How to Protect Critical Infrastructure From Cyber Attack
By implementing a zero-trust policy, doubling down on security fundamentals, segmenting your network and imposing robust physical security, you can help safeguard your organization against global threats.
The growing cybersecurity threat against U.S. businesses and critical infrastructure providers has reached a boiling point following a string of heavy economic sanctions imposed on Russia. The White House has urged critical infrastructure organizations to shore up their cyber defenses in preparation for potential retaliation.
Sadly, these entities aren’t strangers to this unwanted attention.
According to the FBI’s Internet Crime Complaint Center (IC3), ransomware hit at least 649 critical infrastructure organizations and targeted 14 of the 16 critical infrastructure sectors last year alone. And we saw the consequences, including:
- The water treatment plant in Oldsmar, Florida, where hackers attempted to poison the town’s water supply.
- The Colonial Pipeline, where a ransomware attack shut down operations.
- JBS, a leading beef supplier that paid an $11 million ransom to avoid greater disruptions after an attack forced the company to close meat plants throughout the U.S. and Australia.
These are merely three of the more publicized incidents, but the damage inflicted is just the start—unless organizations around the world take steps to safeguard against global threats. (Also read: How to Build Network Architecture That Facilitates Better IT Security)
Here are four cybersecurity best practices you should follow to shore up vulnerabilities and ensure you’re sufficiently protected.
1. Take a Zero-Trust Approach
Remember the “castle-and-moat” security model that gives everything inside your network the benefit of the doubt? Yeah, kiss those days goodbye. Just because something is already inside your network doesn’t mean it’s secure.
You need a zero-trust policy.
Assume all users, devices and software, both inside and outside your network, are insecure. Require strict and constant identity verification to access any resources within your network, and only grant access to those who need those resources to perform their job.
By maintaining strict access controls and providing least-privilege access, you ensure your most valuable assets are protected, limit potential data breaches and prevent insecure devices or software from giving hackers access to your company’s crown jewels.
2. Remember the Fundamentals
Many breaches occur not because hackers were able to pick the locks but because the doors were left wide open.
In other words, what might seem like the most basic security measures can go a long way to keeping attackers out.
Switch up the default login credentials on every device and schedule regular changes. Require employees to use strong passwords. Enforce multi-factor authentication (MFA). Encrypt your data at rest and in flight. Keep up with firmware updates and software patches.
Keep your employees informed of the latest cyber threats and vulnerabilities and have regular training sessions on the best cybersecurity practices and protocols. The more education you provide, the more prepared you’ll be.
3. Limit the Spread With Segmentation and Air-Gapped Backups
When you’re attacked, you want controls in place to keep ransomware from spreading and attackers from gaining a foothold into the rest of your systems. You can do this by segmenting your network and air gapping your backups.
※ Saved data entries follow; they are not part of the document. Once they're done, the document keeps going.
//! Paper evaluations over the in-memory store.

mod common;

use papergraph_common::{
    ActivityFilter, EvaluationScores, EvaluationUpdate, EventType, Page, PageRequest,
    PaperGraphError, ScoreBand, Visibility,
};
use papergraph_domains::evaluations::{DimensionDraft, MetricDraft};
use papergraph_domains::EvaluationDraft;
use papergraph_store::ActivityRepository;

use common::{completed_task, setup};

fn draft(user_id: i64, paper_id: i64, overall_score: f64, public: bool) -> EvaluationDraft {
    EvaluationDraft {
        user_id,
        paper_id,
        overall_score,
        summary: format!("paper {paper_id} scored {overall_score}"),
        is_public: public,
        ..Default::default()
    }
}

fn update_of(overall_score: f64, is_public: bool) -> EvaluationUpdate {
    EvaluationUpdate {
        overall_score,
        summary: "revised".to_string(),
        recommendation: String::new(),
        scores: EvaluationScores::default(),
        is_public,
    }
}

#[tokio::test]
async fn create_stores_dimensions_metrics_and_activity() {
    let (store, services) = setup().await;
    let detail = services
        .evaluations
        .create(EvaluationDraft {
            scores: EvaluationScores {
                logic_score: 8.5,
                ..Default::default()
            },
            dimensions: vec![
                DimensionDraft {
                    key: "logic".to_string(),
                    score: 8.5,
                    evidence: "consistent proofs".to_string(),
                    metrics: vec![
                        MetricDraft {
                            key: "coherence".to_string(),
                            score: 9.0,
                            ..Default::default()
                        },
                        MetricDraft {
                            key: "structure".to_string(),
                            score: 8.0,
                            ..Default::default()
                        },
                    ],
                    ..Default::default()
                },
                DimensionDraft {
                    key: "evidence".to_string(),
                    score: 6.0,
                    ..Default::default()
                },
            ],
            ..draft(1, 42, 8.2, true)
        })
        .await
        .unwrap();

    assert_eq!(detail.evaluation.band(), ScoreBand::Excellent);
    assert_eq!(detail.evaluation.recommendation, ScoreBand::Excellent.advice());
    assert_eq!(detail.dimensions.len(), 2);
    assert_eq!(detail.dimensions[0].dimension.dimension_name, "Logical rigor");
    assert_eq!(detail.dimensions[0].metrics.len(), 2);
    assert!(detail.dimensions[1].metrics.is_empty());

    let fetched = services.evaluations.get(detail.evaluation.id, 99).await.unwrap();
    assert_eq!(fetched, detail);

    let filter = ActivityFilter {
        user_id: Some(1),
        event_type: Some(EventType::EvaluationCreated),
        ..Default::default()
    };
    let (items, total) = store.list_activities(&filter, Page::default()).await.unwrap();
    assert_eq!(total, 1);
    assert_eq!(items[0].activity.target_id, detail.evaluation.id);
    assert_eq!(items[0].activity.visibility, Visibility::Public);
}

#[tokio::test]
async fn private_evaluations_are_hidden_from_others() {
    let (_, services) = setup().await;
    let private = services
        .evaluations
        .create(draft(1, 5, 6.0, false))
        .await
        .unwrap()
        .evaluation;

    assert!(services.evaluations.get(private.id, 1).await.is_ok());
    let err = services.evaluations.get(private.id, 2).await.unwrap_err();
    assert!(err.is_not_found());
    assert!(services
        .evaluations
        .toggle_like(2, private.id)
        .await
        .unwrap_err()
        .is_not_found());

    let mine = services
        .evaluations
        .list_by_user(1, PageRequest::default())
        .await
        .unwrap();
    assert_eq!(mine.total, 1);
    let public = services
        .evaluations
        .list_by_paper(5, PageRequest::default())
        .await
        .unwrap();
    assert_eq!(public.total, 0);
}

#[tokio::test]
async fn only_the_author_can_update_or_delete() {
    let (store, services) = setup().await;
    let evaluation = services
        .evaluations
        .create(draft(1, 5, 5.0, true))
        .await
        .unwrap()
        .evaluation;

    let err = services
        .evaluations
        .update(2, evaluation.id, update_of(9.0, true))
        .await
        .unwrap_err();
    assert!(matches!(err, PaperGraphError::Forbidden(_)));
    let err = services.evaluations.delete(2, evaluation.id).await.unwrap_err();
    assert!(matches!(err, PaperGraphError::Forbidden(_)));

    let updated = services
        .evaluations
        .update(1, evaluation.id, update_of(9.0, false))
        .await
        .unwrap();
    assert_eq!(updated.overall_score, 9.0);
    assert_eq!(updated.summary, "revised");
    assert_eq!(updated.recommendation, ScoreBand::Excellent.advice());
    assert!(!updated.is_public);

    let filter = ActivityFilter {
        event_type: Some(EventType::EvaluationUpdated),
        ..Default::default()
    };
    let (items, _) = store.list_activities(&filter, Page::default()).await.unwrap();
    assert_eq!(items[0].activity.visibility, Visibility::Private);

    services.evaluations.delete(1, evaluation.id).await.unwrap();
    assert!(services
        .evaluations
        .get(evaluation.id, 1)
        .await
        .unwrap_err()
        .is_not_found());
    assert!(services
        .evaluations
        .delete(1, evaluation.id)
        .await
        .unwrap_err()
        .is_not_found());
}

#[tokio::test]
async fn update_rejects_out_of_range_scores() {
    let (_, services) = setup().await;
    let evaluation = services
        .evaluations
        .create(draft(1, 5, 5.0, true))
        .await
        .unwrap()
        .evaluation;

    let mut update = update_of(7.0, true);
    update.scores.method_score = 12.0;
    let err = services
        .evaluations
        .update(1, evaluation.id, update)
        .await
        .unwrap_err();
    assert!(matches!(err, PaperGraphError::Validation(_)));
    let unchanged = services.evaluations.get(evaluation.id, 1).await.unwrap();
    assert_eq!(unchanged.evaluation.overall_score, 5.0);
}

#[tokio::test]
async fn like_toggles_and_count_follows() {
    let (store, services) = setup().await;
    let id = services
        .evaluations
        .create(draft(1, 5, 7.0, true))
        .await
        .unwrap()
        .evaluation
        .id;

    let first = services.evaluations.toggle_like(2, id).await.unwrap();
    assert!(first.liked);
    assert_eq!(first.like_count, 1);
    let second = services.evaluations.toggle_like(3, id).await.unwrap();
    assert_eq!(second.like_count, 2);

    let undone = services.evaluations.toggle_like(2, id).await.unwrap();
    assert!(!undone.liked);
    assert_eq!(undone.like_count, 1);

    let filter = ActivityFilter {
        event_type: Some(EventType::EvaluationLiked),
        ..Default::default()
    };
    let (_, liked_events) = store.list_activities(&filter, Page::default()).await.unwrap();
    assert_eq!(liked_events, 2);
}

#[tokio::test]
async fn paper_listing_and_top_order_by_score() {
    let (_, services) = setup().await;
    let mid = services.evaluations.create(draft(1, 9, 6.5, true)).await.unwrap().evaluation.id;
    let best = services.evaluations.create(draft(2, 9, 9.0, true)).await.unwrap().evaluation.id;
    let low = services.evaluations.create(draft(3, 9, 2.0, true)).await.unwrap().evaluation.id;
    let other_paper = services.evaluations.create(draft(4, 10, 6.5, true)).await.unwrap().evaluation.id;
    services.evaluations.create(draft(5, 9, 10.0, false)).await.unwrap();

    let page = services
        .evaluations
        .list_by_paper(9, PageRequest::new(1, 2))
        .await
        .unwrap();
    assert_eq!(page.total, 3);
    assert_eq!(page.total_pages, 2);
    let ids: Vec<i64> = page.items.iter().map(|e| e.id).collect();
    assert_eq!(ids, vec![best, mid]);

    // Equal scores fall back to likes.
    services.evaluations.toggle_like(7, other_paper).await.unwrap();
    let top = services.evaluations.top(3).await.unwrap();
    let ids: Vec<i64> = top.iter().map(|e| e.id).collect();
    assert_eq!(ids, vec![best, other_paper, mid]);

    // Limits clamp to 1..=100; private evaluations never appear.
    assert_eq!(services.evaluations.top(0).await.unwrap().len(), 1);
    let all = services.evaluations.top(500).await.unwrap();
    assert_eq!(all.len(), 4);
    assert_eq!(all.last().map(|e| e.id), Some(low));
    assert!(all.iter().all(|e| e.is_public));
}

#[tokio::test]
async fn statistics_bucket_public_scores() {
    let (_, services) = setup().await;
    for (user, score) in [(1, 9.0), (2, 8.0), (3, 6.5), (4, 3.5)] {
        services.evaluations.create(draft(user, 11, score, true)).await.unwrap();
    }
    services.evaluations.create(draft(5, 11, 1.0, false)).await.unwrap();

    let stats = services.evaluations.statistics(11).await.unwrap();
    assert_eq!(stats.total_evaluations, 4);
    assert!((stats.avg_overall_score - 6.75).abs() < 1e-9);
    assert_eq!(stats.score_distribution[&ScoreBand::Excellent], 2);
    assert_eq!(stats.score_distribution[&ScoreBand::Good], 1);
    assert_eq!(stats.score_distribution[&ScoreBand::Average], 0);
    assert_eq!(stats.score_distribution[&ScoreBand::Poor], 1);

    let empty = services.evaluations.statistics(12).await.unwrap();
    assert_eq!(empty.total_evaluations, 0);
    assert_eq!(empty.avg_overall_score, 0.0);
    assert_eq!(empty.score_distribution.len(), 4);
}

#[tokio::test]
async fn search_matches_text_and_dimension_notes() {
    let (_, services) = setup().await;
    let by_summary = services
        .evaluations
        .create(EvaluationDraft {
            summary: "Strong Transformer baseline".to_string(),
            ..draft(1, 3, 7.0, true)
        })
        .await
        .unwrap()
        .evaluation
        .id;
    let by_evidence = services
        .evaluations
        .create(EvaluationDraft {
            dimensions: vec![DimensionDraft {
                key: "evidence".to_string(),
                score: 8.0,
                evidence: "ablations on transformer depth".to_string(),
                ..Default::default()
            }],
            ..draft(2, 4, 8.0, true)
        })
        .await
        .unwrap()
        .evaluation
        .id;
    services
        .evaluations
        .create(EvaluationDraft {
            summary: "transformer, but private".to_string(),
            ..draft(3, 5, 9.0, false)
        })
        .await
        .unwrap();

    let found = services
        .evaluations
        .search("  TRANSFORMER ", PageRequest::default())
        .await
        .unwrap();
    let ids: Vec<i64> = found.items.iter().map(|e| e.id).collect();
    assert_eq!(ids, vec![by_evidence, by_summary]);
    assert_eq!(found.total, 2);

    let err = services
        .evaluations
        .search("   ", PageRequest::default())
        .await
        .unwrap_err();
    assert!(matches!(err, PaperGraphError::Validation(_)));
}

#[tokio::test]
async fn evaluations_attach_only_to_the_authors_analysis() {
    let (_, services) = setup().await;
    let task_id = completed_task(&services, 1, 4, true).await;

    let err = services
        .evaluations
        .create(EvaluationDraft {
            analysis_id: Some(task_id),
            ..draft(2, 3, 7.0, true)
        })
        .await
        .unwrap_err();
    assert!(matches!(err, PaperGraphError::Forbidden(_)));

    let created = services
        .evaluations
        .create(EvaluationDraft {
            analysis_id: Some(task_id),
            ..draft(1, 3, 7.0, true)
        })
        .await
        .unwrap();
    let found = services.evaluations.get_by_analysis(task_id, 2).await.unwrap();
    assert_eq!(found.evaluation.id, created.evaluation.id);

    assert!(services
        .evaluations
        .get_by_analysis(task_id + 1_000, 1)
        .await
        .unwrap_err()
        .is_not_found());
}

#[tokio::test]
async fn failed_activity_write_leaves_no_evaluation() {
    let (store, services) = setup().await;
    store.fail_activity_writes(true);
    assert!(services.evaluations.create(draft(1, 5, 5.0, true)).await.is_err());
    store.fail_activity_writes(false);

    let mine = services
        .evaluations
        .list_by_user(1, PageRequest::default())
        .await
        .unwrap();
    assert_eq!(mine.total, 0);
}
The former isolates individual workloads within your network, protecting traffic traveling east-west within a data center, while the latter keeps your backups separate and secure even if ransomware begins spreading across your network.
4. Ensure Well-Rounded Physical Security
Not all elements of critical infrastructure sit within a secure data center. There are field offices and remote locations that have network access to critical infrastructure as well. (Also read: Making Networks More Secure in the Age of Cybersecurity.)
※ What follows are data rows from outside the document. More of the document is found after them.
use papergraph_common::{UserBadge, UserId};
use tracing::{info, warn};

use crate::badges::BadgeEngine;

/// Hook called by the billing flow once a subscription is active.
#[derive(Clone)]
pub struct SubscriptionRewards {
    badges: BadgeEngine,
}

impl SubscriptionRewards {
    pub fn new(badges: BadgeEngine) -> Self {
        Self { badges }
    }

    /// Never fails the purchase. Award errors are logged and picked up by a
    /// later retry of the same call.
    pub async fn on_subscription_activated(&self, user_id: UserId, product: &str) -> Option<UserBadge> {
        match self.badges.award_subscription_badge(user_id, product).await {
            Ok(Some(badge)) => {
                info!(user_id, product, badge_type = %badge.badge_type, "subscription badge awarded");
                Some(badge)
            }
            Ok(None) => None,
            Err(e) => {
                warn!(user_id, product, error = %e, "subscription badge award failed");
                None
            }
        }
    }
}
These locations should have the same physical security elements and policies as a secured and hardened data center.
Restrict and track physical access to facilities via badging and biometrics. Limit access for guests and visitors and use visitor logging with temporary badges (or even physical escorts). Maintain round-the-clock video monitoring and front desk and security personnel, have physical device security and install employee awareness training.
Conclusion: Stay Prepared and Alert
This past year showed us just how vulnerable organizations are to cyberthreats. So, you must be prepared and alert at all times.
Assess your current cybersecurity posture and implement these best practices where needed. That way, you can address any vulnerabilities and limit damage if you’re attacked in the future.